Bristol-Myers Squibb: The Market Is Not Pricing The Growth Portfolio That Replaces The Patent Cliff

BMY
Healthcare & BiotechCompany FundamentalsCorporate Guidance & OutlookAnalyst InsightsProduct LaunchesPatents & Intellectual Property

Bristol-Myers Squibb is described as undervalued at 8.9x forward earnings, with patent cliff fears around Eliquis and Opdivo judged overblown. The Growth Portfolio now contributes 55% of revenue, grew 17% in FY2025, and is expected to keep growing at double-digit rates into 2026. Key upside catalysts are the August 2026 FDA decision on iberdomide and upcoming milvexian Phase 3 results, both cited as multi-billion-dollar opportunities.

Analysis

The market is still pricing BMY like a single-asset patent expiry story, but that framing misses the portfolio transition already underway. If the growth segment is now the majority of revenue and still compounding at a double-digit rate, the equity should migrate from a terminal-value multiple to a sum-of-parts re-rating as investors gain confidence that earnings power survives the cliff.
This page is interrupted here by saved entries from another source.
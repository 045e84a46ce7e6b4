//! Bracket-notation flattening for form encoded bodies.
//!
//! `multipart/form-data` has no notion of nesting, so nested payloads are
//! flattened into `key[sub][0]` style field names:
//!
//! ```text
//! {"poll": {"options": ["a", "b"]}}  =>  poll[options][0] = "a"
//!                                        poll[options][1] = "b"
//! ```

use serde_json::{Map, Value};

/// Flatten `value` into ordered `(path, leaf)` pairs.
///
/// Top-level keys are unbracketed. Mappings contribute `prefix[key]`,
/// sequences contribute `prefix[index]` in their original order, and any
/// scalar (including null) ends the recursion. Empty mappings and sequences
/// contribute nothing.
///
/// # Example
///
/// ```
/// use masto_gateway_core::flatten;
/// use serde_json::json;
///
/// let flat = flatten(&json!({"animals": ["lion", "giraffe"]}));
/// assert_eq!(flat[0], ("animals[0]".to_string(), json!("lion")));
/// assert_eq!(flat[1], ("animals[1]".to_string(), json!("giraffe")));
/// ```
pub fn flatten(value: &Value) -> Vec<(String, Value)> {
    flatten_with_prefix(value, "")
}

/// Flatten `value` under an explicit prefix.
///
/// A scalar `value` is stored under `prefix` itself.
pub fn flatten_with_prefix(value: &Value, prefix: &str) -> Vec<(String, Value)> {
    let mut out = Vec::new();
    flatten_into(value, prefix.to_owned(), &mut out);
    out
}

fn flatten_into(value: &Value, prefix: String, out: &mut Vec<(String, Value)>) {
    match value {
        Value::Object(map) => {
            for (key, value) in map {
                flatten_into(value, child_path(&prefix, key), out);
            }
        }
        Value::Array(items) => {
            for (index, value) in items.iter().enumerate() {
                flatten_into(value, child_path(&prefix, &index.to_string()), out);
            }
        }
        leaf => out.push((prefix, leaf.clone())),
    }
}

fn child_path(prefix: &str, segment: &str) -> String {
    if prefix.is_empty() {
        segment.to_owned()
    } else {
        format!("{prefix}[{segment}]")
    }
}

/// Render a flattened leaf as a form field value.
///
/// Strings are used verbatim, null becomes an empty field, and other scalars
/// use their JSON text (`123`, `true`).
pub fn leaf_to_field(value: &Value) -> String {
    match value {
        Value::String(s) => s.clone(),
        Value::Null => String::new(),
        other => other.to_string(),
    }
}

/// Error returned by [`unflatten`] for malformed bracket paths.
#[derive(Clone, Debug, PartialEq, Eq, thiserror::Error)]
pub enum UnflattenError {
    /// A path had an unterminated or empty bracket segment.
    #[error("malformed field path: {0:?}")]
    MalformedPath(String),

    /// Two paths disagree about the shape of a shared prefix.
    #[error("conflicting field path: {0:?}")]
    Conflict(String),
}

/// Rebuild a nested value from bracket paths produced by [`flatten`].
///
/// Containers whose segments are all numeric indices become arrays, ordered
/// by index; everything else becomes a mapping.
///
/// The rebuild is lossy in a few places:
///
/// - empty mappings and sequences produced no fields, so they do not come back;
/// - a mapping whose keys are all numeric (`{"0": "a"}`) comes back as an array;
/// - gaps between indices are closed up.
///
/// ```
/// use masto_gateway_core::{flatten, unflatten};
/// use serde_json::json;
///
/// let original = json!({"tags": [], "meta": {}, "by_day": {"1": "mon"}, "status": "hi"});
/// let rebuilt = unflatten(flatten(&original)).unwrap();
/// assert_eq!(rebuilt, json!({"by_day": ["mon"], "status": "hi"}));
/// ```
pub fn unflatten<I>(pairs: I) -> Result<Value, UnflattenError>
where
    I: IntoIterator<Item = (String, Value)>,
{
    let mut root = Value::Object(Map::new());
    for (path, leaf) in pairs {
        let segments = parse_path(&path)?;
        insert_path(&mut root, &segments, leaf, &path)?;
    }
    Ok(arrays_from_indices(root))
}

fn parse_path(path: &str) -> Result<Vec<String>, UnflattenError> {
    let malformed = || UnflattenError::MalformedPath(path.to_owned());
    let (head, mut rest) = match path.find('[') {
        Some(pos) => (&path[..pos], &path[pos..]),
        None => (path, ""),
    };
    if head.is_empty() {
        return Err(malformed());
    }
    let mut segments = vec![head.to_owned()];
    while !rest.is_empty() {
        let inner = rest.strip_prefix('[').ok_or_else(malformed)?;
        let end = inner.find(']').ok_or_else(malformed)?;
        if end == 0 {
            return Err(malformed());
        }
        segments.push(inner[..end].to_owned());
        rest = &inner[end + 1..];
    }
    Ok(segments)
}

fn insert_path(
    node: &mut Value,
    segments: &[String],
    leaf: Value,
    path: &str,
) -> Result<(), UnflattenError> {
    let conflict = || UnflattenError::Conflict(path.to_owned());
    let Value::Object(map) = node else {
        return Err(conflict());
    };
    let (first, rest) = segments.split_first().ok_or_else(conflict)?;
    if rest.is_empty() {
        if map.insert(first.clone(), leaf).is_some() {
            return Err(conflict());
        }
        return Ok(());
    }
    let child = map
        .entry(first.clone())
        .or_insert_with(|| Value::Object(Map::new()));
    insert_path(child, rest, leaf, path)
}

fn arrays_from_indices(value: Value) -> Value {
    let Value::Object(map) = value else {
        return value;
    };
    let mut indexed: Vec<(usize, Value)> = Vec::with_capacity(map.len());
    let all_numeric = !map.is_empty() && map.keys().all(|k| k.parse::<usize>().is_ok());
    if all_numeric {
        for (key, value) in map {
            if let Ok(index) = key.parse::<usize>() {
                indexed.push((index, arrays_from_indices(value)));
            }
        }
        indexed.sort_by_key(|(index, _)| *index);
        return Value::Array(indexed.into_iter().map(|(_, v)| v).collect());
    }
    Value::Object(
        map.into_iter()
            .map(|(k, v)| (k, arrays_from_indices(v)))
            .collect(),
    )
}

#[cfg(test)]
mod tests {
    use super::*;
    use serde_json::json;

    fn lookup<'a>(flat: &'a [(String, Value)], key: &str) -> Option<&'a Value> {
        flat.iter().find(|(k, _)| k == key).map(|(_, v)| v)
    }

    #[test]
    fn test_flat_value() {
        let flat = flatten(&json!({"apple": "red", "mandarin": "orange", "grapes": "purple"}));
        assert_eq!(lookup(&flat, "apple"), Some(&json!("red")));
        assert_eq!(lookup(&flat, "mandarin"), Some(&json!("orange")));
        assert_eq!(lookup(&flat, "grapes"), Some(&json!("purple")));
    }

    #[test]
    fn test_array() {
        let flat = flatten(&json!({"animals": ["lion", "giraffe", "elephant"]}));
        assert_eq!(
            flat,
            vec![
                ("animals[0]".to_string(), json!("lion")),
                ("animals[1]".to_string(), json!("giraffe")),
                ("animals[2]".to_string(), json!("elephant")),
            ]
        );
    }

    #[test]
    fn test_nested_object() {
        let flat = flatten(&json!({
            "a": "string",
            "b": 123,
            "c": [1, 2, 3],
            "e": {
                "e1": "string",
                "e2": {
                    "e21": {"e211": "string"},
                    "e22": [{"value": 1}, {"value": 2}, {"value": 3}],
                },
            },
        }));

        let field = |key: &str| lookup(&flat, key).map(leaf_to_field);
        assert_eq!(field("a").as_deref(), Some("string"));
        assert_eq!(field("b").as_deref(), Some("123"));
        assert_eq!(field("c[0]").as_deref(), Some("1"));
        assert_eq!(field("c[1]").as_deref(), Some("2"));
        assert_eq!(field("c[2]").as_deref(), Some("3"));
        assert_eq!(field("e[e1]").as_deref(), Some("string"));
        assert_eq!(field("e[e2][e21][e211]").as_deref(), Some("string"));
        assert_eq!(field("e[e2][e22][0][value]").as_deref(), Some("1"));
        assert_eq!(field("e[e2][e22][1][value]").as_deref(), Some("2"));
        assert_eq!(field("e[e2][e22][2][value]").as_deref(), Some("3"));
    }

    #[test]
    fn test_null_is_a_leaf() {
        let flat = flatten(&json!({"spoiler_text": null}));
        assert_eq!(flat, vec![("spoiler_text".to_string(), Value::Null)]);
        assert_eq!(leaf_to_field(&Value::Null), "");
    }

    #[test]
    fn test_scalar_with_prefix() {
        assert_eq!(
            flatten_with_prefix(&json!("x"), "status"),
            vec![("status".to_string(), json!("x"))]
        );
    }

    #[test]
    fn test_round_trip_structure() {
        let original = json!({
            "status": "hello",
            "media_ids": ["1", "2"],
            "poll": {"options": ["yes", "no"], "expires_in": 3600, "multiple": false},
            "nested": [{"a": [1, {"b": null}]}, {"c": "d"}],
        });
        let rebuilt = unflatten(flatten(&original)).unwrap();
        assert_eq!(rebuilt, original);
    }

    #[test]
    fn test_round_trip_keeps_array_order_past_ten() {
        let items: Vec<Value> = (0..12).map(|i| json!(format!("item{i}"))).collect();
        let original = json!({"items": items});
        assert_eq!(unflatten(flatten(&original)).unwrap(), original);
    }

    #[test]
    fn test_lossy_shapes() {
        let original = json!({
            "filter": {"keywords": [], "context": {}},
            "votes": {"0": "yes", "2": "no"},
            "status": "hello",
        });
        let flat = flatten(&original);
        assert!(lookup(&flat, "filter[keywords]").is_none());
        assert!(lookup(&flat, "filter[context]").is_none());
        assert_eq!(lookup(&flat, "votes[2]"), Some(&json!("no")));

        let rebuilt = unflatten(flat).unwrap();
        assert_eq!(rebuilt, json!({"votes": ["yes", "no"], "status": "hello"}));
    }

    #[test]
    fn test_unflatten_malformed() {
        let err = unflatten(vec![("a[b".to_string(), json!(1))]).unwrap_err();
        assert_eq!(err, UnflattenError::MalformedPath("a[b".to_string()));

        let err = unflatten(vec![("a[]".to_string(), json!(1))]).unwrap_err();
        assert_eq!(err, UnflattenError::MalformedPath("a[]".to_string()));
    }

    #[test]
    fn test_unflatten_conflict() {
        let err = unflatten(vec![
            ("a".to_string(), json!(1)),
            ("a[b]".to_string(), json!(2)),
        ])
        .unwrap_err();
        assert_eq!(err, UnflattenError::Conflict("a[b]".to_string()));
    }
}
That creates a classic second-order setup: even modest evidence of sustained growth can force quant models and value funds to de-risk the bear case simultaneously, supporting multiple expansion before any single new drug meaningfully contributes. The key nuance is timing. The next 3-9 months are likely to be driven less by clinical readouts themselves than by how the Street updates peak-sales probabilities into FY26 estimates. A positive milvexian readout or credible FDA path for iberdomide would do more than add NPV; it would reduce the discount rate applied to the whole pipeline, because the market is currently assigning a steep execution haircut to BMY’s R&D engine. That makes upside asymmetric: the stock can rerate on confirmation, but the downside from a miss is partially cushioned by cash generation and the already-depressed multiple. Competitive dynamics also matter. If BMY proves it can keep growth assets compounding, it pressures large-cap pharma peers with more visible cliff risk to defend their own pipelines more aggressively, which could spill into BD spend and M&A premiums across oncology/immunology. The contrarian view is that consensus is overestimating how quickly the patent-loss narrative converts into earnings collapse; the real risk is not a sudden profit air pocket but a slow, visible progression that the market can underwrite away. The main tail risk is a double miss on the upcoming catalysts, which would extend the skepticism another 6-12 months and keep the stock trapped despite cheapness.